Mathematical concept

In the study of the arithmetic of elliptic curves, the j-line over a ring R is the coarse moduli scheme attached to the moduli problem sending a ring $R$ to the set of isomorphism classes of elliptic curves over $R$. Since elliptic curves over the complex numbers are isomorphic (over an algebraic closure) if and only if their $j$-invariants agree, the affine space $\mathbb{A}^1_j$ parameterizing j-invariants of elliptic curves yields a coarse moduli space. However, this fails to be a fine moduli space due to the presence of elliptic curves with automorphisms, necessitating the construction of the Moduli stack of elliptic curves.

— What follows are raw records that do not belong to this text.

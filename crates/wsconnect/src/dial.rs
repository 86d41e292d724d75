//! The WebSocket upgrade seam.
//!
//! The connector hands a fully formed [`DialRequest`] to an [`UpgradeDialer`]
//! and gets back either a live channel or a [`DialError`]. The error keeps
//! the proxy's or server's status and headers whenever a response was read.

use crate::endpoint::{ProxySpec, TargetSpec};
use crate::error::BoxError;
use crate::negotiate::AuthToken;
use http::header::{ORIGIN, PROXY_AUTHORIZATION};
use http::{HeaderMap, HeaderValue, StatusCode};
use std::future::Future;
use std::time::Duration;
use thiserror::Error;

/// Upper bound on proxy CONNECT, TLS and WebSocket handshake together.
pub const HANDSHAKE_TIMEOUT: Duration = Duration::from_secs(10);

/// Certificate policy for the TLS session to the WebSocket server.
///
/// The proxy sees only an opaque tunnel; this governs the `wss` endpoint
/// behind it.
#[derive(Debug, Clone, Copy, PartialEq, Eq)]
pub enum CertificateVerification {
    /// Validate the chain against the webpki root set.
    Enabled,
    /// Accept any certificate the server presents.
    Disabled,
}

/// Upstream certificate policy used for every connection.
///
/// INSECURE: the upstream chain is not validated. Anyone able to intercept
/// traffic past the proxy can impersonate the WebSocket server.
pub const UPSTREAM_CERT_VERIFICATION: CertificateVerification = CertificateVerification::Disabled;

/// Everything a dialer needs for one upgrade attempt.
#[derive(Debug, Clone)]
pub struct DialRequest {
    pub target: TargetSpec,
    pub proxy: ProxySpec,
    pub handshake_timeout: Duration,
    pub certificate_verification: CertificateVerification,
    /// `Proxy-Authorization` and `Origin`.
    pub headers: HeaderMap,
}

impl DialRequest {
    /// Build the request with the fixed timeout and certificate policy.
    ///
    /// A header that cannot be built is reported as [`DialError::Transport`].
    pub fn new(target: TargetSpec, proxy: ProxySpec, token: &AuthToken) -> Result<Self, DialError> {
        let mut authorization = HeaderValue::from_str(&token.to_header_value())
            .map_err(|e| DialError::Transport(Box::new(e)))?;
        authorization.set_sensitive(true);

        let mut headers = HeaderMap::with_capacity(2);
        headers.insert(PROXY_AUTHORIZATION, authorization);
        headers.insert(ORIGIN, target.origin().clone());

        Ok(Self {
            target,
            proxy,
            handshake_timeout: HANDSHAKE_TIMEOUT,
            certificate_verification: UPSTREAM_CERT_VERIFICATION,
            headers,
        })
    }
}

/// Why an upgrade attempt failed.
#[derive(Error, Debug)]
pub enum DialError {
    /// A response was received but the upgrade did not complete.
    #[error("WebSocket connection failed with status {status}: {source}\nResponse Headers: {headers:?}")]
    Rejected {
        status: StatusCode,
        headers: HeaderMap,
        #[source]
        source: BoxError,
    },

    /// No response was received at all.
    #[error("Failed to establish WebSocket connection: {0}")]
    Transport(#[source] BoxError),
}

impl DialError {
    #[must_use]
    pub fn status(&self) -> Option<StatusCode> {
        match self {
            DialError::Rejected { status, .. } => Some(*status),
            DialError::Transport(_) => None,
        }
    }

    #[must_use]
    pub fn headers(&self) -> Option<&HeaderMap> {
        match self {
            DialError::Rejected { headers, .. } => Some(headers),
            DialError::Transport(_) => None,
        }
    }
}

/// Opens a proxied connection and performs the WebSocket upgrade.
pub trait UpgradeDialer {
    /// The live bidirectional message channel.
    type Channel;

    /// Make exactly one attempt. Implementations honor
    /// `request.handshake_timeout` and report expiry as [`DialError::Transport`].
    fn dial(
        &self,
        request: DialRequest,
    ) -> impl Future<Output = Result<Self::Channel, DialError>> + Send;
}

#[cfg(test)]
#[allow(clippy::unwrap_used)]
mod tests {
    use super::*;

    fn request() -> DialRequest {
        let target = TargetSpec::parse("wss://chat.example.com/socket").unwrap();
        let proxy = ProxySpec::parse("http://proxy.corp:8080").unwrap();
        DialRequest::new(target, proxy, &AuthToken::from(b"tok".to_vec())).unwrap()
    }

    #[test]
    fn test_request_carries_both_headers() {
        let req = request();
        assert_eq!(req.headers.len(), 2);
        assert_eq!(req.headers[PROXY_AUTHORIZATION], "Negotiate dG9r");
        assert_eq!(req.headers[ORIGIN], "wss://chat.example.com");
    }

    #[test]
    fn test_authorization_is_sensitive() {
        let req = request();
        assert!(req.headers[PROXY_AUTHORIZATION].is_sensitive());
        assert!(!format!("{:?}", req.headers).contains("dG9r"));
    }

    #[test]
    fn test_any_token_bytes_make_a_valid_header() {
        let target = TargetSpec::parse("wss://chat.example.com/socket").unwrap();
        let proxy = ProxySpec::parse("http://proxy.corp:8080").unwrap();
        let every_byte: Vec<u8> = (0..=255u8).collect();
        let req = DialRequest::new(target, proxy, &AuthToken::from(every_byte)).unwrap();
        let value = req.headers[PROXY_AUTHORIZATION].to_str().unwrap();
        assert!(value.starts_with("Negotiate "));
    }

    #[test]
    fn test_fixed_policy() {
        let req = request();
        assert_eq!(req.handshake_timeout, Duration::from_secs(10));
        assert_eq!(req.certificate_verification, CertificateVerification::Disabled);
    }

    #[test]
    fn test_rejected_exposes_response() {
        let mut headers = HeaderMap::new();
        headers.insert("proxy-authenticate", HeaderValue::from_static("Negotiate"));
        let err = DialError::Rejected {
            status: StatusCode::PROXY_AUTHENTICATION_REQUIRED,
            headers: headers.clone(),
            source: "proxy refused CONNECT".into(),
        };
        assert_eq!(err.status(), Some(StatusCode::PROXY_AUTHENTICATION_REQUIRED));
        assert_eq!(err.headers(), Some(&headers));
        assert!(err.to_string().contains("status 407"));
    }

    #[test]
    fn test_transport_has_no_response() {
        let err = DialError::Transport("connection refused".into());
        assert!(err.status().is_none());
        assert!(err.headers().is_none());
        assert_eq!(
            err.to_string(),
            "Failed to establish WebSocket connection: connection refused"
        );
    }
}
//! Error types for the wsconnect crate.

use crate::dial::DialError;
use http::{HeaderMap, StatusCode};
use std::fmt;
use thiserror::Error;

/// Boxed diagnostic from an external collaborator (security provider or dialer).
pub type BoxError = Box<dyn std::error::Error + Send + Sync>;

/// Which of the two endpoint arguments an error refers to.
#[derive(Debug, Clone, Copy, PartialEq, Eq)]
pub enum Endpoint {
    Target,
    Proxy,
}

impl fmt::Display for Endpoint {
    fn fmt(&self, f: &mut fmt::Formatter<'_>) -> fmt::Result {
        match self {
            Endpoint::Target => write!(f, "target"),
            Endpoint::Proxy => write!(f, "proxy"),
        }
    }
}

/// Why an endpoint string could not be resolved.
#[derive(Error, Debug)]
pub enum EndpointParseError {
    #[error(transparent)]
    Syntax(#[from] url::ParseError),

    #[error("URL has no host")]
    MissingHost,

    /// The target authority, as written, is not a valid header value.
    #[error("cannot derive Origin header: {0}")]
    InvalidOrigin(#[from] http::header::InvalidHeaderValue),
}

/// Step of the connection sequence in which a call failed.
#[derive(Debug, Clone, Copy, PartialEq, Eq)]
pub enum Stage {
    Validating,
    Parsing,
    AcquiringCredential,
    Negotiating,
    Connecting,
}

impl fmt::Display for Stage {
    fn fmt(&self, f: &mut fmt::Formatter<'_>) -> fmt::Result {
        let name = match self {
            Stage::Validating => "validating",
            Stage::Parsing => "parsing",
            Stage::AcquiringCredential => "acquiring_credential",
            Stage::Negotiating => "negotiating",
            Stage::Connecting => "connecting",
        };
        f.write_str(name)
    }
}

/// Errors returned by a connection attempt.
///
/// Every variant is terminal for the call; nothing is retried.
#[derive(Error, Debug)]
pub enum ConnectError {
    #[error("Invalid argument: {0}")]
    InvalidArgument(&'static str),

    #[error("Failed to parse {endpoint} URL '{input}': {source}")]
    MalformedEndpoint {
        endpoint: Endpoint,
        input: String,
        #[source]
        source: EndpointParseError,
    },

    #[error("Failed to acquire ambient credentials: {0}")]
    CredentialAcquisitionFailed(#[source] BoxError),

    #[error("Failed to create security context for '{spn}': {source}")]
    SecurityContextFailed {
        spn: String,
        #[source]
        source: BoxError,
    },

    #[error(transparent)]
    ConnectionFailed(#[from] DialError),
}

impl ConnectError {
    /// The step of the sequence this error came from.
    #[must_use]
    pub fn stage(&self) -> Stage {
        match self {
            ConnectError::InvalidArgument(_) => Stage::Validating,
            ConnectError::MalformedEndpoint { .. } => Stage::Parsing,
            ConnectError::CredentialAcquisitionFailed(_) => Stage::AcquiringCredential,
            ConnectError::SecurityContextFailed { .. } => Stage::Negotiating,
            ConnectError::ConnectionFailed(_) => Stage::Connecting,
        }
    }

    /// HTTP status of the proxy or server response, if one was received.
    #[must_use]
    pub fn status(&self) -> Option<StatusCode> {
        match self {
            ConnectError::ConnectionFailed(e) => e.status(),
            _ => None,
        }
    }

    /// Response headers of the proxy or server response, if one was received.
    #[must_use]
    pub fn response_headers(&self) -> Option<&HeaderMap> {
        match self {
            ConnectError::ConnectionFailed(e) => e.headers(),
            _ => None,
        }
    }
}

/// Result type alias for connection operations.
pub type Result<T> = std::result::Result<T, ConnectError>;

#[cfg(test)]
mod tests {
    use super::*;

    #[test]
    fn test_stage_per_variant() {
        assert_eq!(
            ConnectError::InvalidArgument("x").stage(),
            Stage::Validating
        );
        assert_eq!(
            ConnectError::CredentialAcquisitionFailed("denied".into()).stage(),
            Stage::AcquiringCredential
        );
        let err = ConnectError::SecurityContextFailed {
            spn: "HTTP/proxy.corp".to_string(),
            source: "bad name".into(),
        };
        assert_eq!(err.stage(), Stage::Negotiating);
        assert!(err.to_string().contains("HTTP/proxy.corp"));
    }

    #[test]
    fn test_malformed_endpoint_names_argument() {
        let err = ConnectError::MalformedEndpoint {
            endpoint: Endpoint::Proxy,
            input: "::nope".to_string(),
            source: EndpointParseError::MissingHost,
        };
        assert_eq!(err.stage(), Stage::Parsing);
        assert_eq!(
            err.to_string(),
            "Failed to parse proxy URL '::nope': URL has no host"
        );
    }

    #[test]
    fn test_no_response_details_outside_connect_stage() {
        let err = ConnectError::InvalidArgument("target endpoint must not be empty");
        assert!(err.status().is_none());
        assert!(err.response_headers().is_none());
    }
}
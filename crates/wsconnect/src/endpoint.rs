//! Input validation and endpoint resolution.
//!
//! Both steps are pure and run before any credential is acquired.

use crate::error::{ConnectError, Endpoint, EndpointParseError, Result};
use http::HeaderValue;
use url::Url;

/// Service class used to build the proxy's service-principal name.
const SPN_SERVICE_CLASS: &str = "HTTP";

/// Reject empty endpoint strings.
pub fn validate(target: &str, proxy: &str) -> Result<()> {
    if target.is_empty() {
        return Err(ConnectError::InvalidArgument(
            "target endpoint must not be empty",
        ));
    }
    if proxy.is_empty() {
        return Err(ConnectError::InvalidArgument(
            "proxy endpoint must not be empty",
        ));
    }
    Ok(())
}

/// Resolved WebSocket target.
#[derive(Debug, Clone)]
pub struct TargetSpec {
    url: Url,
    host: String,
    port: u16,
    origin: HeaderValue,
}

impl TargetSpec {
    /// Parse a target endpoint such as `wss://chat.example.com/socket`.
    pub fn parse(input: &str) -> Result<Self> {
        Self::resolve(input).map_err(|source| ConnectError::MalformedEndpoint {
            endpoint: Endpoint::Target,
            input: input.to_string(),
            source,
        })
    }

    fn resolve(input: &str) -> std::result::Result<Self, EndpointParseError> {
        let url = Url::parse(input)?;
        let host = host_of(&url)?;
        let port = url.port_or_known_default().unwrap_or(443);
        let authority = written_authority(input, &url)?;
        let origin = HeaderValue::from_str(&format!("{}://{}", url.scheme(), authority))?;
        Ok(Self {
            url,
            host,
            port,
            origin,
        })
    }

    #[must_use]
    pub fn url(&self) -> &Url {
        &self.url
    }

    #[must_use]
    pub fn scheme(&self) -> &str {
        self.url.scheme()
    }

    #[must_use]
    pub fn host(&self) -> &str {
        &self.host
    }

    /// Explicit port, or the scheme's default (80 for `ws`, 443 for `wss`).
    #[must_use]
    pub fn port(&self) -> u16 {
        self.port
    }

    #[must_use]
    pub fn path(&self) -> &str {
        self.url.path()
    }

    /// `Origin` header value: `scheme://` followed by the authority as it
    /// was written, port included.
    #[must_use]
    pub fn origin(&self) -> &HeaderValue {
        &self.origin
    }
}

/// Resolved forward proxy.
#[derive(Debug, Clone)]
pub struct ProxySpec {
    url: Url,
    host: String,
    port: u16,
    authority: String,
}

impl ProxySpec {
    /// Parse a proxy endpoint such as `http://proxy.corp:8080`.
    pub fn parse(input: &str) -> Result<Self> {
        Self::resolve(input).map_err(|source| ConnectError::MalformedEndpoint {
            endpoint: Endpoint::Proxy,
            input: input.to_string(),
            source,
        })
    }

    fn resolve(input: &str) -> std::result::Result<Self, EndpointParseError> {
        let url = Url::parse(input)?;
        let host = host_of(&url)?;
        let port = url.port_or_known_default().unwrap_or(80);
        let authority = written_authority(input, &url)?;
        Ok(Self {
            url,
            host,
            port,
            authority,
        })
    }

    #[must_use]
    pub fn url(&self) -> &Url {
        &self.url
    }

    #[must_use]
    pub fn scheme(&self) -> &str {
        self.url.scheme()
    }

    #[must_use]
    pub fn host(&self) -> &str {
        &self.host
    }

    #[must_use]
    pub fn port(&self) -> u16 {
        self.port
    }

    /// Service-principal name the Negotiate token is bound to:
    /// `HTTP/<host[:port]>` with the authority as written.
    #[must_use]
    pub fn service_principal_name(&self) -> String {
        format!("{}/{}", SPN_SERVICE_CLASS, self.authority)
    }
}

fn host_of(url: &Url) -> std::result::Result<String, EndpointParseError> {
    match url.host_str() {
        Some(host) if !host.is_empty() => Ok(host.to_string()),
        _ => Err(EndpointParseError::MissingHost),
    }
}

/// `host[:port]` exactly as written in `input`, without userinfo.
///
/// `url` lowercases hosts and drops default ports, so the authority is cut
/// from the raw input. Inputs written without `//` (which `url` still
/// accepts for special schemes) fall back to the parsed host and port.
fn written_authority(input: &str, url: &Url) -> std::result::Result<String, EndpointParseError> {
    let input = input.trim_matches(|c: char| c <= ' ');
    if let Some((_, rest)) = input.split_once("://") {
        let end = rest
            .find(|c: char| matches!(c, '/' | '?' | '#' | '\\'))
            .unwrap_or(rest.len());
        let authority = &rest[..end];
        let authority = authority
            .rsplit_once('@')
            .map_or(authority, |(_, host)| host);
        if !authority.is_empty() {
            return Ok(authority.to_string());
        }
    }

    let host = host_of(url)?;
    Ok(match url.port() {
        Some(port) => format!("{}:{}", host, port),
        None => host,
    })
}

#[cfg(test)]
#[allow(clippy::unwrap_used, clippy::panic)]
mod tests {
    use super::*;

    #[test]
    fn test_validate_rejects_empty_target() {
        let err = validate("", "http://proxy.corp:8080").unwrap_err();
        assert!(matches!(err, ConnectError::InvalidArgument(_)));
    }

    #[test]
    fn test_validate_rejects_empty_proxy() {
        let err = validate("wss://chat.example.com/socket", "").unwrap_err();
        assert!(matches!(err, ConnectError::InvalidArgument(_)));
    }

    #[test]
    fn test_validate_accepts_non_empty() {
        assert!(validate("wss://chat.example.com/socket", "http://proxy.corp:8080").is_ok());
    }

    #[test]
    fn test_parse_target() {
        let target = TargetSpec::parse("wss://chat.example.com/socket").unwrap();
        assert_eq!(target.scheme(), "wss");
        assert_eq!(target.host(), "chat.example.com");
        assert_eq!(target.port(), 443);
        assert_eq!(target.path(), "/socket");
        assert_eq!(target.origin(), "wss://chat.example.com");
    }

    #[test]
    fn test_origin_keeps_explicit_port() {
        let target = TargetSpec::parse("ws://chat.example.com:9001/live").unwrap();
        assert_eq!(target.port(), 9001);
        assert_eq!(target.origin(), "ws://chat.example.com:9001");
    }

    #[test]
    fn test_origin_keeps_written_default_port() {
        let target = TargetSpec::parse("wss://chat.example.com:443/socket").unwrap();
        assert_eq!(target.port(), 443);
        assert_eq!(target.origin(), "wss://chat.example.com:443");
    }

    #[test]
    fn test_origin_strips_userinfo_and_query() {
        let target = TargetSpec::parse("wss://user:pw@Chat.Example.com?room=1").unwrap();
        assert_eq!(target.host(), "chat.example.com");
        assert_eq!(target.origin(), "wss://Chat.Example.com");
    }

    #[test]
    fn test_origin_rejects_control_characters() {
        // `url` silently drops the newline; the written authority keeps it.
        let err = TargetSpec::parse("ws://chat.exa\nmple.com/live").unwrap_err();
        assert!(matches!(
            err,
            ConnectError::MalformedEndpoint {
                endpoint: Endpoint::Target,
                source: EndpointParseError::InvalidOrigin(_),
                ..
            }
        ));
    }

    #[test]
    fn test_parse_target_malformed() {
        let err = TargetSpec::parse("not a url").unwrap_err();
        match err {
            ConnectError::MalformedEndpoint {
                endpoint, source, ..
            } => {
                assert_eq!(endpoint, Endpoint::Target);
                assert!(matches!(source, EndpointParseError::Syntax(_)));
            }
            other => panic!("unexpected error: {other}"),
        }
    }

    #[test]
    fn test_parse_target_without_host() {
        let err = TargetSpec::parse("mailto:ops@example.com").unwrap_err();
        assert!(matches!(
            err,
            ConnectError::MalformedEndpoint {
                endpoint: Endpoint::Target,
                source: EndpointParseError::MissingHost,
                ..
            }
        ));
    }

    #[test]
    fn test_parse_proxy() {
        let proxy = ProxySpec::parse("http://proxy.corp:8080").unwrap();
        assert_eq!(proxy.scheme(), "http");
        assert_eq!(proxy.host(), "proxy.corp");
        assert_eq!(proxy.port(), 8080);
        assert_eq!(proxy.service_principal_name(), "HTTP/proxy.corp:8080");
    }

    #[test]
    fn test_spn_without_port() {
        let proxy = ProxySpec::parse("http://proxy.corp/").unwrap();
        assert_eq!(proxy.service_principal_name(), "HTTP/proxy.corp");
    }

    #[test]
    fn test_spn_keeps_written_default_port() {
        let proxy = ProxySpec::parse("http://proxy.corp:80").unwrap();
        assert_eq!(proxy.port(), 80);
        assert_eq!(proxy.service_principal_name(), "HTTP/proxy.corp:80");
    }

    #[test]
    fn test_parse_proxy_default_port() {
        let proxy = ProxySpec::parse("http://proxy.corp").unwrap();
        assert_eq!(proxy.port(), 80);
    }

    #[test]
    fn test_parse_proxy_malformed() {
        let err = ProxySpec::parse("http://").unwrap_err();
        assert!(matches!(
            err,
            ConnectError::MalformedEndpoint {
                endpoint: Endpoint::Proxy,
                ..
            }
        ));
    }
}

This is related to the congruence subgroup $\Gamma(1)$ in the following way:

 $M([\Gamma(1)]) = \mathrm{Spec}(R[j])$

Here the j-invariant is normalized such that $j=0$ has complex multiplication by $\mathbb{Z}[\zeta_3]$, and $j=1728$ has complex multiplication by $\mathbb{Z}[i]$.

The j-line can be seen as giving a coordinatization of the classical modular curve of level 1, $X_0(1)$, which is isomorphic to the complex projective line $\mathbb{P}^1_{/\mathbb{C}}$.